*Work item*
In the records, find every line with the word "InsufficientAllowance" and copy it out.

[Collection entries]
------------------------------------
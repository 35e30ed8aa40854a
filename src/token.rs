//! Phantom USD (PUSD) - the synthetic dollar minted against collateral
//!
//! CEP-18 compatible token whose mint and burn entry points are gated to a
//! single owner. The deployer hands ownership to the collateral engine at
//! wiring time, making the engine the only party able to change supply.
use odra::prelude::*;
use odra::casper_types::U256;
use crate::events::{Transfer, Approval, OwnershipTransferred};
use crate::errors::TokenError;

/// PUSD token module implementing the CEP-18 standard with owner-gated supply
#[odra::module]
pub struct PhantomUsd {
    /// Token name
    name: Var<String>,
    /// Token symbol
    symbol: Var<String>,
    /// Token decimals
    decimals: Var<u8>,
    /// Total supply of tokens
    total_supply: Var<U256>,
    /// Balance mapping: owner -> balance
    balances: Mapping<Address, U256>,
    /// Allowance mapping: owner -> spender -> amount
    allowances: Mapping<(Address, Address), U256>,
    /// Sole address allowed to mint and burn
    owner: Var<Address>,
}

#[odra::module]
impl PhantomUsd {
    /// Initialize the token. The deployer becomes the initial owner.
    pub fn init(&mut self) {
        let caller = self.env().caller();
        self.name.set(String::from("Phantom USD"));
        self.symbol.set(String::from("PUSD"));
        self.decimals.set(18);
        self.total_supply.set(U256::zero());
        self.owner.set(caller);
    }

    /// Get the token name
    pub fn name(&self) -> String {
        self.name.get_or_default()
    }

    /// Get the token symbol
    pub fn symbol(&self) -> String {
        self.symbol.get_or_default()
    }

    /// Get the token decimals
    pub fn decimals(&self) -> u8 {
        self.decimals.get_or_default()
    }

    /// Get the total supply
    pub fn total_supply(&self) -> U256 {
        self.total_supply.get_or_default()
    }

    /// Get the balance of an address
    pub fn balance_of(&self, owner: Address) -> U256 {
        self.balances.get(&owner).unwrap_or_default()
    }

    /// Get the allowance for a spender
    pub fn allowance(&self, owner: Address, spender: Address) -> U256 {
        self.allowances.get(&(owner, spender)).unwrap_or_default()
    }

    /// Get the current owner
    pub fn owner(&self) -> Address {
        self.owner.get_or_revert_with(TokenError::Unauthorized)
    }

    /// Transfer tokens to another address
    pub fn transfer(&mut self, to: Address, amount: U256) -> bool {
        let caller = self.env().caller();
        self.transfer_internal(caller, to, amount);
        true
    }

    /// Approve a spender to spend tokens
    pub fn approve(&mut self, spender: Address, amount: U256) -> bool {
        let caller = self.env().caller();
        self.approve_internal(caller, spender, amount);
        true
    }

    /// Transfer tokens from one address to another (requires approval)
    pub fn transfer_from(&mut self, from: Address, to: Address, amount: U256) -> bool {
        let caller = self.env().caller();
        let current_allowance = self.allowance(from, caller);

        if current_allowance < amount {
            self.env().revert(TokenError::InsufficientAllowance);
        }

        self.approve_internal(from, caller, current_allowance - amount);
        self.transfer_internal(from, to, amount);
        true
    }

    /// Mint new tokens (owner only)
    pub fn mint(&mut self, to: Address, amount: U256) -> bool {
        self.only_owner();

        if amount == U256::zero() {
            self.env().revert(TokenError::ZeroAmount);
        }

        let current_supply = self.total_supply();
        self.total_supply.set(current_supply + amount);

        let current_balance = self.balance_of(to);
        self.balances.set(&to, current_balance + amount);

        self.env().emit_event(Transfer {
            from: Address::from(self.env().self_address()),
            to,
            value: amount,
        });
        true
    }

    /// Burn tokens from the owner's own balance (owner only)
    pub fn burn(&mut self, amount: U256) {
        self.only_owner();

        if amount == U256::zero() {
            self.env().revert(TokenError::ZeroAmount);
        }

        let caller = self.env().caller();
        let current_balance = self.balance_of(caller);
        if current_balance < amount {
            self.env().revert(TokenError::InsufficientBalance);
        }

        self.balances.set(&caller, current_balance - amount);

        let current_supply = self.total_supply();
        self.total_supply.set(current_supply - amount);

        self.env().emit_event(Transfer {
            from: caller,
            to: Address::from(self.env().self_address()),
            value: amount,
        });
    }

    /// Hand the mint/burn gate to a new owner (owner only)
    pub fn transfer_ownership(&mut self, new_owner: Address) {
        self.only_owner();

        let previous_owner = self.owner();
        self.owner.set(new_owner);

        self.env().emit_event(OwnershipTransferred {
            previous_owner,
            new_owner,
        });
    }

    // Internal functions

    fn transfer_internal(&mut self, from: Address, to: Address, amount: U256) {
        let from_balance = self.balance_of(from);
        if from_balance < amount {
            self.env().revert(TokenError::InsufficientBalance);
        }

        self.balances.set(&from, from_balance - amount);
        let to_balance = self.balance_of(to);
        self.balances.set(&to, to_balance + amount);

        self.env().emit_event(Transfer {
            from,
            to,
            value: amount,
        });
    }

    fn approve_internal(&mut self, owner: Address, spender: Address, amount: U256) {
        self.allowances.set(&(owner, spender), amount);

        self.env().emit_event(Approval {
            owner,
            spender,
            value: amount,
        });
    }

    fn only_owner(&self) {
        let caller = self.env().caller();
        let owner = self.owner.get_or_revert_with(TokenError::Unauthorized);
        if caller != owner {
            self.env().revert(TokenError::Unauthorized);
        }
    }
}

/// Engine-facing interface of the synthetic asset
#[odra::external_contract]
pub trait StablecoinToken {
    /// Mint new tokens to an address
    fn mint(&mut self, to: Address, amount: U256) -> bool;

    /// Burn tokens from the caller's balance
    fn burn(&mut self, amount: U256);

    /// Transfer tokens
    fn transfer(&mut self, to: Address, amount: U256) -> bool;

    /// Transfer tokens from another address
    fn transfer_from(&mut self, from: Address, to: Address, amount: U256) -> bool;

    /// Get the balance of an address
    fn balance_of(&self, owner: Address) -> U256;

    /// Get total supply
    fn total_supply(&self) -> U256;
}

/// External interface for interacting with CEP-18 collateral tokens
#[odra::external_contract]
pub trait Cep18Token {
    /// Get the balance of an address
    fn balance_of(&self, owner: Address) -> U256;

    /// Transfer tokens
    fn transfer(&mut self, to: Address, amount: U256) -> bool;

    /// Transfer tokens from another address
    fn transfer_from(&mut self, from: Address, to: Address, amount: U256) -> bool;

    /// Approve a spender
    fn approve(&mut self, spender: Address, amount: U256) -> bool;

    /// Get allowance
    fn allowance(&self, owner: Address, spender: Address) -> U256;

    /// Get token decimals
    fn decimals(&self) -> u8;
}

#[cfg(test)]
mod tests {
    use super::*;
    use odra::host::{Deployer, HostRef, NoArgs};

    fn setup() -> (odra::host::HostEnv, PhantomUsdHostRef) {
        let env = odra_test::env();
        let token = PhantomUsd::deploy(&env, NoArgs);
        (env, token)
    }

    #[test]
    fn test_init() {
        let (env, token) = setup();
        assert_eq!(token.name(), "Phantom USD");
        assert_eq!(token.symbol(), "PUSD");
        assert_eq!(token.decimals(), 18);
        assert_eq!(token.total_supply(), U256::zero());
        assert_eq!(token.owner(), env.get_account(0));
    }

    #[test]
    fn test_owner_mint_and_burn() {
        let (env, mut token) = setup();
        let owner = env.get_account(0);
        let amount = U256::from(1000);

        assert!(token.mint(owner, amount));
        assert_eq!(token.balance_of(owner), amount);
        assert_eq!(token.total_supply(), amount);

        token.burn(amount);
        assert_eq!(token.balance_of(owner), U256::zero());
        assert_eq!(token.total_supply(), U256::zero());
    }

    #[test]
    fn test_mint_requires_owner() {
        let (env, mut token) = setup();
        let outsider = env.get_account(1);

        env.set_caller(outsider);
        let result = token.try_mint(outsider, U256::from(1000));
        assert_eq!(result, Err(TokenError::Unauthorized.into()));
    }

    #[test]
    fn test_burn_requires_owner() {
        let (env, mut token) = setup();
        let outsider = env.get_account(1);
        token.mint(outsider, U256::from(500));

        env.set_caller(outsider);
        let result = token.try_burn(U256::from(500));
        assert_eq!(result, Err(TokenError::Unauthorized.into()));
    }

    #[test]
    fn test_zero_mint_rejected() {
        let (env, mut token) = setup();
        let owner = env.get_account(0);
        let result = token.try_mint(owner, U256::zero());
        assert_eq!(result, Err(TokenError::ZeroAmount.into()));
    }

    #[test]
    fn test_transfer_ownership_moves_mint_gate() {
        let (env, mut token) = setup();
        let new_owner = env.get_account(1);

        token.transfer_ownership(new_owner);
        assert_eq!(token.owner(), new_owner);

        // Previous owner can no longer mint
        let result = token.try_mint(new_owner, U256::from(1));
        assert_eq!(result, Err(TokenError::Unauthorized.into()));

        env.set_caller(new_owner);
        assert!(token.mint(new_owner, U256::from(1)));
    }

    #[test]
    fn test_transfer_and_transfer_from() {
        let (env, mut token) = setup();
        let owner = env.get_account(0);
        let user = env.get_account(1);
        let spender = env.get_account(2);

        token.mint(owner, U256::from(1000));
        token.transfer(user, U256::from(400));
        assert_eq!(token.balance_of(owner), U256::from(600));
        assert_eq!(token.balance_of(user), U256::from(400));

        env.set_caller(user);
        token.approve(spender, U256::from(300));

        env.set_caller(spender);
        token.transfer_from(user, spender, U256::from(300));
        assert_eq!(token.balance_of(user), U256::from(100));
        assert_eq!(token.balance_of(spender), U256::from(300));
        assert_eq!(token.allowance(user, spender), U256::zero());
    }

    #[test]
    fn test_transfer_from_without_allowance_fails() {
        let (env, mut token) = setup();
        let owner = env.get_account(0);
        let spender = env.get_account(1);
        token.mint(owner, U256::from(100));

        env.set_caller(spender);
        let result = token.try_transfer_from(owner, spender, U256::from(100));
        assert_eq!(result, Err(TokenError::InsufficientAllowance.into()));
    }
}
------------------------------------
*Answer space*
            self.env().revert(TokenError::InsufficientAllowance);
        assert_eq!(result, Err(TokenError::InsufficientAllowance.into()));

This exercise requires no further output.